This project has the aim of forecasting sales numbers with the help of machine learning algorithms. It has several variations like daily foreast, daily forecast with zip code details and monthly forecast.

Normally, classical statistical approaches are used to forecast time series data. But there are several approaches to use machine learning and deep learning algorithms for this purpose. In this project, I tried to use both of them in my experiments.

First task, and detail of this Jupyter Notebook, is to preprocess the raw data into a suitable ML format. The raw data I acquired was in the tabular form of rows as combination and columns as historical months. For a 4 year timespan, it had about 48 columns.

Initial approach was to transform this input data into a moving months format. Afterwards, adding additional input variables that may be useful for predicting the sales of target month.

First of all, raw data format must be in a standard form as code is working in a static way to transform it. There must be the data related to combination of from-to countries and then historical sales date in columnwise order. Months to be forecasted must be included at the end of the table.

Code transforms this columnwise format to a rowwise format. Parametricaly, you choose "how many past months do you want to include as input columns".

For example, if you want to predict month N and if you choose this parameter as X, you will include all months between N-X/N-1 as input variables to predict month N sales. It is the classical approach of forecasting actually.

If we have 48 months of historical data; for each combination we will have about 48 rows of input data with this format, each row corresponds to a different month with past X months as inputs to predict that specific month, in a moving pattern.

In [14]:
import pandas as pd
import numpy as np
import datetime as dt
import time
import more_itertools as mi
import re

pd.set_option('display.max_columns',25)

In [15]:
test = pd.read_excel(r'C:\Users\ali.kilinc\Desktop\Tahminleme\12M\Müşteri kırılımlı - 2015-2019 Değerleri.xlsx', sheet_name = 'Gerçekleşen2019')

test.replace(np.nan, 0, inplace = True)

#various parameters that defined
predmonths = 12 #how many months to predict
param = 12 # how many months will be taken as input variable; it can be further filtered at modelling step, so 12 will be fine here
diff = 3 #last X month's change ratios will be prepared as input
subsets = 1 #it is 1 if a segmented model will be constructed; for final version it is 1

In [16]:
#rewriting months to be predicted as 0
test.iloc[:,-(predmonths+1):] = 0

#sums a specific value rowwise, then divides by total nb of available columns
test['zeros'] = ((test == 0).astype(int).sum(axis=1) - (predmonths+1)) / (len(test.columns) - (predmonths+1+2))
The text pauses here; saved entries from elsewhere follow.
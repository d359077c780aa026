//! Per-engine record of broadcast deliveries.
//!
//! Broadcast tasks are never written to by workers. Each engine keeps its
//! own view of which broadcasts it has been handed, whether it finished
//! them and when its private lease runs out.

use std::collections::{BTreeMap, BTreeSet};

use chrono::{DateTime, Utc};

use crate::task::ObjectId;

/// Entries kept before the oldest finished ones are dropped.
const CAPACITY: usize = 4096;

#[derive(Debug, Clone, Copy, PartialEq, Eq)]
pub(crate) struct Delivery {
    pub done: bool,
    pub expiry: DateTime<Utc>,
}

#[derive(Debug, Default)]
pub(crate) struct Local {
    seen: BTreeMap<ObjectId, Delivery>,
}

impl Local {
    pub fn get(&self, object: ObjectId) -> Option<Delivery> {
        self.seen.get(&object).copied()
    }

    pub fn lease(&mut self, object: ObjectId, expiry: DateTime<Utc>) {
        self.seen.insert(
            object,
            Delivery {
                done: false,
                expiry,
            },
        );
        self.shrink();
    }

    /// Push an open delivery's deadline. False if there is none.
    pub fn extend(&mut self, object: ObjectId, expiry: DateTime<Utc>) -> bool {
        match self.seen.get_mut(&object) {
            Some(d) if !d.done => {
                d.expiry = expiry;
                true
            }
            _ => false,
        }
    }

    /// Mark an open delivery finished. False if there is none.
    pub fn finish(&mut self, object: ObjectId) -> bool {
        match self.seen.get_mut(&object) {
            Some(d) if !d.done => {
                d.done = true;
                true
            }
            _ => false,
        }
    }

    /// Forget deliveries whose task no longer exists.
    pub fn sweep(&mut self, live: impl IntoIterator<Item = ObjectId>) {
        let live: BTreeSet<ObjectId> = live.into_iter().collect();
        self.seen.retain(|object, _| live.contains(object));
    }

    fn shrink(&mut self) {
        while self.seen.len() > CAPACITY {
            let victim = self
                .seen
                .iter()
                .find(|(_, d)| d.done)
                .or_else(|| self.seen.iter().next())
                .map(|(object, _)| *object);
            match victim {
                Some(object) => {
                    self.seen.remove(&object);
                }
                None => break,
            }
        }
    }

    #[cfg(test)]
    fn len(&self) -> usize {
        self.seen.len()
    }
}
//! Delivery routing group.

use std::fmt;
use std::str::FromStr;

use serde::{Deserialize, Serialize};

use super::key;
use crate::matcher::Labels;

/// Who may process a task.
#[derive(Debug, Clone, Copy, Default, PartialEq, Eq, Hash, Serialize, Deserialize)]
#[serde(rename_all = "lowercase")]
pub enum Method {
    /// Any single worker.
    #[default]
    Any,
    /// Only the named worker.
    Uni,
    /// Every participating worker, once each.
    All,
}

impl fmt::Display for Method {
    fn fmt(&self, f: &mut fmt::Formatter<'_>) -> fmt::Result {
        let s = match self {
            Method::Any => "any",
            Method::Uni => "uni",
            Method::All => "all",
        };
        write!(f, "{s}")
    }
}

impl FromStr for Method {
    type Err = String;

    fn from_str(s: &str) -> Result<Self, Self::Err> {
        match s {
            "any" => Ok(Method::Any),
            "uni" => Ok(Method::Uni),
            "all" => Ok(Method::All),
            _ => Err(format!("unknown delivery method: {s:?}")),
        }
    }
}

#[derive(Debug, Clone, Default, PartialEq, Eq, Serialize, Deserialize)]
#[serde(into = "Labels", try_from = "Labels")]
pub struct Node {
    pub method: Method,
    /// Target worker for [`Method::Uni`].
    pub worker: Option<String>,
}

impl Node {
    pub fn any() -> Self {
        Self::default()
    }

    pub fn uni(worker: impl Into<String>) -> Self {
        Self {
            method: Method::Uni,
            worker: Some(worker.into()),
        }
    }

    pub fn all() -> Self {
        Self {
            method: Method::All,
            worker: None,
        }
    }
}

impl From<Node> for Labels {
    fn from(n: Node) -> Self {
        let mut l = Labels::new();
        l.insert(key::METHOD.into(), n.method.to_string());
        if let Some(worker) = n.worker {
            l.insert(key::NODE_WORKER.into(), worker);
        }
        l
    }
}

impl TryFrom<Labels> for Node {
    type Error = String;

    fn try_from(l: Labels) -> Result<Self, Self::Error> {
        let mut n = Node::default();
        for (k, v) in l {
            match k.as_str() {
                key::METHOD => n.method = v.parse()?,
                key::NODE_WORKER => n.worker = Some(v).filter(|w| !w.is_empty()),
                _ => return Err(format!("unknown node label: {k}")),
            }
        }
        Ok(n)
    }
}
#Total sales for last 4 months
test['lastmonths'] = test.iloc[:,-(predmonths+4+2)] + test.iloc[:,-(predmonths+3+2)] + test.iloc[:,-(predmonths+2+2)] + test.iloc[:,-(predmonths+1+2)]

# If there is no sales at last 4 months; or 0 percentage is above a threshold; ignores this data
ignored = test[(test['lastmonths'] == 0) | (test['zeros'] > 0.95)]
test = test[(test['lastmonths'] != 0) & (test['zeros'] <= 0.95)]

In [17]:
#construction of segments according to last 3 month sale volumes
if subsets == 1:

    conditions = [((test['lastmonths'] - test.iloc[:,-(predmonths+4+2+1)])/3 < 10),
                  ((test['lastmonths'] - test.iloc[:,-(predmonths+4+2+1)])/3 >= 10) & ((test['lastmonths'] - test.iloc[:,-(predmonths+4+2+1)])/3 < 100),
                  ((test['lastmonths'] - test.iloc[:,-(predmonths+4+2+1)])/3 >= 100)]
    choices = [3,2,1]
    test['segment'] = np.select(conditions, choices, default=3)

In [18]:
#Some of the columns that wont be used
test.drop(['lastmonths','zeros'], axis = 1, inplace = True)
ignored.drop(['lastmonths','zeros'], axis=1, inplace = True)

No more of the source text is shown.